In the middle of perhaps the most consequential scandal of his career, Mark Zuckerberg unveiled his new vision for the metaverse and revealed the name of his new parent company, Meta, which will comprise all of his social platforms, including Facebook. We chatted about all this, and what the internet will look like in a decade, among other things. We’re moving towards a vision for the future,” Mark Zuckerberg told me on Tuesday afternoon, from his home in Palo Alto. It was weeks after the leaked documents by a former Facebook employee, Frances Haugen, had manifested themselves into The Wall Street Journal’s epic, Pulitzer-hopeful series, The Facebook Files, accusing the social media giant of threatening democracy, endangering teen girls, and essentially laughing all the way to the bank as it ignored the societal ills left in its wake. And it was just days since a consortium of journalistic outlets had leveraged the remains of Haugen’s documents to publish a semi-coordinated series of articles, The Facebook Papers, castigating the company for not doing enough to rein in its platform.
Facebook’s stock had stumbled, and it faced one of the largest public outcries of its life as a public company—reminiscent of 2016, Cambridge Analytica, the Russian misinformation campaigns, and even the Myanmar crisis. And yet here was Zuckerberg, essentially floating above it all, articulating the course for his company’s future, coalescing around the next phase of the Internet: the post-web, post-mobile, virtual and augmented reality matrix known as the metaverse. “Facebook is going to continue to be the brand for what, I think, is the most-used app in the world, so that’s going to continue being an important brand for the company,” he said. “But for me on a personal level, this feels like we’re running toward something that we’re excited about.”

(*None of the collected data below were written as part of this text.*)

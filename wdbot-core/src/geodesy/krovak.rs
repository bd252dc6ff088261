//! Inverse Krovak projection onto the Bessel 1841 ellipsoid.

use super::datum::Cartesian;
use super::{ConversionError, ProjectedPoint};

/// Bessel 1841 semi-major axis in metres.
const BESSEL_A: f64 = 6_377_397.155_08;
/// Bessel 1841 inverse flattening.
const BESSEL_INV_F: f64 = 299.152_812_853;
/// First eccentricity of the Bessel ellipsoid.
const E: f64 = 0.081_696_831_215_303;
/// Cone constant of the projection.
const N: f64 = 0.979_924_704_620_83;
/// Radius of the reference parallel scaled by the pole distance.
const RHO_0: f64 = 12_310_230.127_970_36;
/// Sine and cosine of the oblique pole latitude.
const SIN_UQ: f64 = 0.863_499_969_506_341;
const COS_UQ: f64 = 0.504_348_889_819_882;
/// Sine and cosine of the oblique pole longitude.
const SIN_VQ: f64 = 0.420_215_144_586_493;
const COS_VQ: f64 = 0.907_424_504_992_097;
/// Gaussian sphere exponent.
const ALPHA: f64 = 1.000_597_498_371_542;
/// Gaussian sphere scale constant.
const K: f64 = 1.003_419_163_966_575;

/// Convergence threshold for the latitude solve.
const LATITUDE_TOLERANCE: f64 = 1e-15;
/// Upper bound on latitude solve iterations. Valid grid points settle in
/// about six.
pub(crate) const MAX_LATITUDE_ITERATIONS: u32 = 100;

/// Geodetic position on the Bessel ellipsoid, in radians.
#[derive(Debug, Clone, Copy, PartialEq)]
pub(crate) struct BesselGeodetic {
    pub(crate) latitude: f64,
    pub(crate) longitude: f64,
}

impl BesselGeodetic {
    /// Lift the position at ellipsoidal height `h` to Bessel Cartesian axes.
    #[expect(
        clippy::float_arithmetic,
        reason = "geodetic to Cartesian conversion is floating-point geometry"
    )]
    pub(crate) fn to_cartesian(self, h: f64) -> Cartesian {
        let e2 = first_eccentricity_squared(BESSEL_INV_F);
        let (sin_b, cos_b) = self.latitude.sin_cos();
        let (sin_l, cos_l) = self.longitude.sin_cos();
        let normal = BESSEL_A / (1.0 - e2 * sin_b * sin_b).sqrt();
        Cartesian {
            x: (normal + h) * cos_b * cos_l,
            y: (normal + h) * cos_b * sin_l,
            z: ((1.0 - e2) * normal + h) * sin_b,
        }
    }
}

/// Squared first eccentricity for an ellipsoid with inverse flattening `inv_f`.
#[expect(
    clippy::float_arithmetic,
    reason = "eccentricity follows from flattening"
)]
pub(crate) fn first_eccentricity_squared(inv_f: f64) -> f64 {
    let one_minus_f = 1.0 - 1.0 / inv_f;
    1.0 - one_minus_f * one_minus_f
}

/// Invert the projection for a validated grid point.
#[expect(
    clippy::float_arithmetic,
    reason = "the projection inverse is closed-form trigonometry"
)]
pub(crate) fn grid_to_bessel(point: ProjectedPoint) -> Result<BesselGeodetic, ConversionError> {
    let x = -point.x;
    let y = -point.y;

    // Polar coordinates in the projection plane.
    let rho = (x * x + y * y).sqrt();
    let epsilon = 2.0 * (y / (rho + x)).atan();
    let d = epsilon / N;
    let s = 2.0 * (1.0 / N * (RHO_0 / rho).ln()).exp().atan() - std::f64::consts::FRAC_PI_2;

    // Oblique cartographic sphere to the Gaussian sphere.
    let (sin_s, cos_s) = s.sin_cos();
    let (sin_d, cos_d) = d.sin_cos();
    let sin_u = SIN_UQ * sin_s - COS_UQ * cos_s * cos_d;
    let cos_u = (1.0 - sin_u * sin_u).sqrt();
    let sin_dv = sin_d * cos_s / cos_u;
    let cos_dv = (1.0 - sin_dv * sin_dv).sqrt();
    let sin_v = SIN_VQ * cos_dv - COS_VQ * sin_dv;
    let cos_v = COS_VQ * cos_dv + SIN_VQ * sin_dv;
    let longitude = 2.0 * (sin_v / (1.0 + cos_v)).atan() / ALPHA;

    let t = (2.0 / ALPHA * ((1.0 + sin_u) / cos_u / K).ln()).exp();
    let sin_b = solve_sin_latitude(t)?;
    let latitude = (sin_b / (1.0 - sin_b * sin_b).sqrt()).atan();

    Ok(BesselGeodetic {
        latitude,
        longitude,
    })
}

/// Fixed-point solve for the sine of the ellipsoidal latitude.
///
/// NaN never satisfies the tolerance check, so degenerate input exhausts the
/// cap and is reported as non-convergence.
#[expect(
    clippy::float_arithmetic,
    reason = "the conformal latitude inverse is an iterative float solve"
)]
fn solve_sin_latitude(t: f64) -> Result<f64, ConversionError> {
    let mut current = (t - 1.0) / (t + 1.0);
    for _ in 0..MAX_LATITUDE_ITERATIONS {
        let previous = current;
        let ratio = (1.0 + E * previous) / (1.0 - E * previous);
        let scaled = t * (E * ratio.ln()).exp();
        current = (scaled - 1.0) / (scaled + 1.0);
        if (current - previous).abs() <= LATITUDE_TOLERANCE {
            return Ok(current);
        }
    }
    Err(ConversionError::NonConvergence {
        iterations: MAX_LATITUDE_ITERATIONS,
    })
}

Facebook’s current scandal, which has triggered the outpouring of a long-held, wide-spread animosity toward the company, has led some to suspect that Zuckerberg, like Bill Gates a generation ago, would levitate out of the public eye toward a behind-the-scenes chairmanship. But as was evident during our conversation, Zuckerberg remains as in control of Facebook as ever, with no plans to change his title, and his control of its dual class stock ensures that he only has to listen to himself. And so amid the company’s latest crisis, he was very much focused on the future of Facebook rather than the past, or even the present.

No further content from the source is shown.